(Saved entries)
· · · · ·
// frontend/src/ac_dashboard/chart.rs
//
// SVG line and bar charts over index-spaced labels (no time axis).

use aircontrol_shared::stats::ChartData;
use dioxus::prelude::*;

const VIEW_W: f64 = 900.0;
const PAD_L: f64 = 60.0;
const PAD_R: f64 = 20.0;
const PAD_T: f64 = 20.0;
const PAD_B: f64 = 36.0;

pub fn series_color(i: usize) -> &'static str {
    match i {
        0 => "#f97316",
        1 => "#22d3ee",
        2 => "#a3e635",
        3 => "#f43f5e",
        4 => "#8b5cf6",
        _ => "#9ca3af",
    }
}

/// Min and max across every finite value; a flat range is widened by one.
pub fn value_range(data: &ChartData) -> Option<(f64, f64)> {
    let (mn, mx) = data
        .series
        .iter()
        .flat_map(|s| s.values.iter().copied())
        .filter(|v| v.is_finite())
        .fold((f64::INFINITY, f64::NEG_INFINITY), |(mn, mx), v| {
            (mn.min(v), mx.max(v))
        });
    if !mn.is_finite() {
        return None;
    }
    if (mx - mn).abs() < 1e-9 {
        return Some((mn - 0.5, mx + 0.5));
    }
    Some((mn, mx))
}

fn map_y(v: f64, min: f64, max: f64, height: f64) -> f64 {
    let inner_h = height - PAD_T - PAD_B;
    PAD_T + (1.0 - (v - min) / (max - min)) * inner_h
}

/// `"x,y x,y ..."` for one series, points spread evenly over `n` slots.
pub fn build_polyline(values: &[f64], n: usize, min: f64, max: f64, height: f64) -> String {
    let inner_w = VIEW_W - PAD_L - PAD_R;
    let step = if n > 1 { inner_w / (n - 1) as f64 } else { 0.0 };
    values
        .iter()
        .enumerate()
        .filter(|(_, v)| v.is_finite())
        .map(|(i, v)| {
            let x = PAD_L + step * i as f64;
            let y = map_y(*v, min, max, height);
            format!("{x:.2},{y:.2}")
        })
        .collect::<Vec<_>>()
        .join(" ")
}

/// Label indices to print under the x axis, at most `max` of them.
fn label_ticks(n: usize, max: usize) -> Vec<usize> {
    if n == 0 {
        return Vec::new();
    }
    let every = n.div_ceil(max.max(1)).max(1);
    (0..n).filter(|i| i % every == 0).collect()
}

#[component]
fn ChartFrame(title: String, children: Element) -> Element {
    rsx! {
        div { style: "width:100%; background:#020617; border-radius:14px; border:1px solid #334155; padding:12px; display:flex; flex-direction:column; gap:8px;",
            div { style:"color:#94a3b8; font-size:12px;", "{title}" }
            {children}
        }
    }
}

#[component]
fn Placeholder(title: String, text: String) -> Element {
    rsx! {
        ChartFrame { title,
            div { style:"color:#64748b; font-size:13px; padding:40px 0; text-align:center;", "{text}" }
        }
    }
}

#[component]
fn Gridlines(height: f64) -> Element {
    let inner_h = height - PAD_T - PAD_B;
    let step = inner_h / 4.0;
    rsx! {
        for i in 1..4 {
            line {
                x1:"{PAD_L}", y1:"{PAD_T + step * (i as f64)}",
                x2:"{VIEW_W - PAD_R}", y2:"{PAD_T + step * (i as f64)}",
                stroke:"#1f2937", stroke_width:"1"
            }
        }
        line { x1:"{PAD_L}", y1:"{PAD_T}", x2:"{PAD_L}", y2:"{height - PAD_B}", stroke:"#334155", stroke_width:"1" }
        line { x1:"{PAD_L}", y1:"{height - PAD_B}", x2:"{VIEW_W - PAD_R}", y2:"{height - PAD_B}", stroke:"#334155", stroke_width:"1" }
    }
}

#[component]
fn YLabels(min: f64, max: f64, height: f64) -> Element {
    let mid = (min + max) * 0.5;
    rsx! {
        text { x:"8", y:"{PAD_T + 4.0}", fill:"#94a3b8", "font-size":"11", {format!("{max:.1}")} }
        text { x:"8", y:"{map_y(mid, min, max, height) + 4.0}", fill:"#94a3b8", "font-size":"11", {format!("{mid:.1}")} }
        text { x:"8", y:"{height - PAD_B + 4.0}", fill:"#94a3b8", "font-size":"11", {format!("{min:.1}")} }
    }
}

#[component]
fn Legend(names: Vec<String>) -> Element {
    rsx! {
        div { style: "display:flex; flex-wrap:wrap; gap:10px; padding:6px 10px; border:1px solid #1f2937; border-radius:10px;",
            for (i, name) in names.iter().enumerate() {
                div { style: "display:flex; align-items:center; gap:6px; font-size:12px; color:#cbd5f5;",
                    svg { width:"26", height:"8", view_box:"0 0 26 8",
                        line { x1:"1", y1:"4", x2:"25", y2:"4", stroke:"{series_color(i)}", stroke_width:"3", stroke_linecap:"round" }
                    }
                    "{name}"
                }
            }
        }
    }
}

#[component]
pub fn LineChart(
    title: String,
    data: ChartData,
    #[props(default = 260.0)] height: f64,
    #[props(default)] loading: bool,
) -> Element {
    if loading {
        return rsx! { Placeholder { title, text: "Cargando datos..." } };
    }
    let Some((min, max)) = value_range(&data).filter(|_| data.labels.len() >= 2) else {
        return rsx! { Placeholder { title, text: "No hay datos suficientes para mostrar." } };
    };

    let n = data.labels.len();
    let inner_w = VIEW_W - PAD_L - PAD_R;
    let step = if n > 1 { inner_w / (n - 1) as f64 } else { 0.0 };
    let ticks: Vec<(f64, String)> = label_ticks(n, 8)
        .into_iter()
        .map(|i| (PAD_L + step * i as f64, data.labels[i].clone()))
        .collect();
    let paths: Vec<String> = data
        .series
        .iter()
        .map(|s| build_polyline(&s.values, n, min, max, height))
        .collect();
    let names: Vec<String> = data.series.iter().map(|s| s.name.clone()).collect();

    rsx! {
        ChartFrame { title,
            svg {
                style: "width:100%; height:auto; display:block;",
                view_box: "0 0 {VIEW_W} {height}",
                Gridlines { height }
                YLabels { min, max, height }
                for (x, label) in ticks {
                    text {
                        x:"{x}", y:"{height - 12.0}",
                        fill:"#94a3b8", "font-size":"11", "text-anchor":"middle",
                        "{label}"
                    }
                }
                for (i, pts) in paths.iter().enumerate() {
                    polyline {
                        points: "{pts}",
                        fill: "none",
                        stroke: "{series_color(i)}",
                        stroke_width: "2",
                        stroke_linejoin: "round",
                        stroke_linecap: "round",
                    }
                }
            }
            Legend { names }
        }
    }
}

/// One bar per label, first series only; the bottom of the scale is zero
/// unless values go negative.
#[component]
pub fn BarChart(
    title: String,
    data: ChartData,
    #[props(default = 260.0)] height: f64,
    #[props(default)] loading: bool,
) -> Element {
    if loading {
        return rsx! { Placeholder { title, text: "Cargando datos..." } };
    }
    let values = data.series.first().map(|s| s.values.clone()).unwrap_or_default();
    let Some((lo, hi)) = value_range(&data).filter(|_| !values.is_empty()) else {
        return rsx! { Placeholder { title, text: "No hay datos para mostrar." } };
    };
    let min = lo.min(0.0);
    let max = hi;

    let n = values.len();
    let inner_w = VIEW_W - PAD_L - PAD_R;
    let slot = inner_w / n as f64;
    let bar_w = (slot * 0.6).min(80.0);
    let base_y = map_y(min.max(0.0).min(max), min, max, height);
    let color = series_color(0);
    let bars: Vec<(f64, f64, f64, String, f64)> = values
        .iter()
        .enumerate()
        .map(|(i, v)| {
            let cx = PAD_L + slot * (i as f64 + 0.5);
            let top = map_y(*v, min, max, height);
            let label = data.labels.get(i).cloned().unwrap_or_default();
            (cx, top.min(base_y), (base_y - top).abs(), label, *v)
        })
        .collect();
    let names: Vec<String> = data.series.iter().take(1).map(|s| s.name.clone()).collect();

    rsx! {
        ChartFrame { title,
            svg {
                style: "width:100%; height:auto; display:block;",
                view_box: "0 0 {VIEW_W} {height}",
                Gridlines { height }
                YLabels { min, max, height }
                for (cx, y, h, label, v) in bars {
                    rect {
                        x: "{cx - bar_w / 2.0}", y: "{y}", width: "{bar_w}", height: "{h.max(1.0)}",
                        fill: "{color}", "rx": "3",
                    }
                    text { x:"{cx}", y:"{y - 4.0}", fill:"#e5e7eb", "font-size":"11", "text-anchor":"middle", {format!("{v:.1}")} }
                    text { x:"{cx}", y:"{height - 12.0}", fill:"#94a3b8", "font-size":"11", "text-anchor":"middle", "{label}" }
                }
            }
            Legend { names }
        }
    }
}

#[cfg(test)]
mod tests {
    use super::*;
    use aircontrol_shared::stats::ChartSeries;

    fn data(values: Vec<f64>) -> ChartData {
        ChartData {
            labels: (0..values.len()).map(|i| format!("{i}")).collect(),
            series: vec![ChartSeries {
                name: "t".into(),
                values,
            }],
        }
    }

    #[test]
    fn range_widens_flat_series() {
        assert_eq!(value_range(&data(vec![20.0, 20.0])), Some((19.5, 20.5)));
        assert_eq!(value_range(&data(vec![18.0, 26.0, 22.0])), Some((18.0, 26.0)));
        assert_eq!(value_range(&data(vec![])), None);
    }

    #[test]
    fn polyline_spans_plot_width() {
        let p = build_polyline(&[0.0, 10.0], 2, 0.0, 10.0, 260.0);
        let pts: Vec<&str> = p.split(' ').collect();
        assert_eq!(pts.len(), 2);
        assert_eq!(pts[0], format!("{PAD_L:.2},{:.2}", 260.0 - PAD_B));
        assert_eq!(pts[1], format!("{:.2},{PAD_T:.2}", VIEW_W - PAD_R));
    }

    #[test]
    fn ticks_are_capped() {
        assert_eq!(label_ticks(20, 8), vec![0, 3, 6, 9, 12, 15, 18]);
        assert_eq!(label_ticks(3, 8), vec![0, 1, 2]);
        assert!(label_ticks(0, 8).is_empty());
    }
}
· · · · ·
EXERCISE: Scan the entries above for lines with "Element" in them, then report how many there are as a plain number.

FINISHED EXERCISE: 7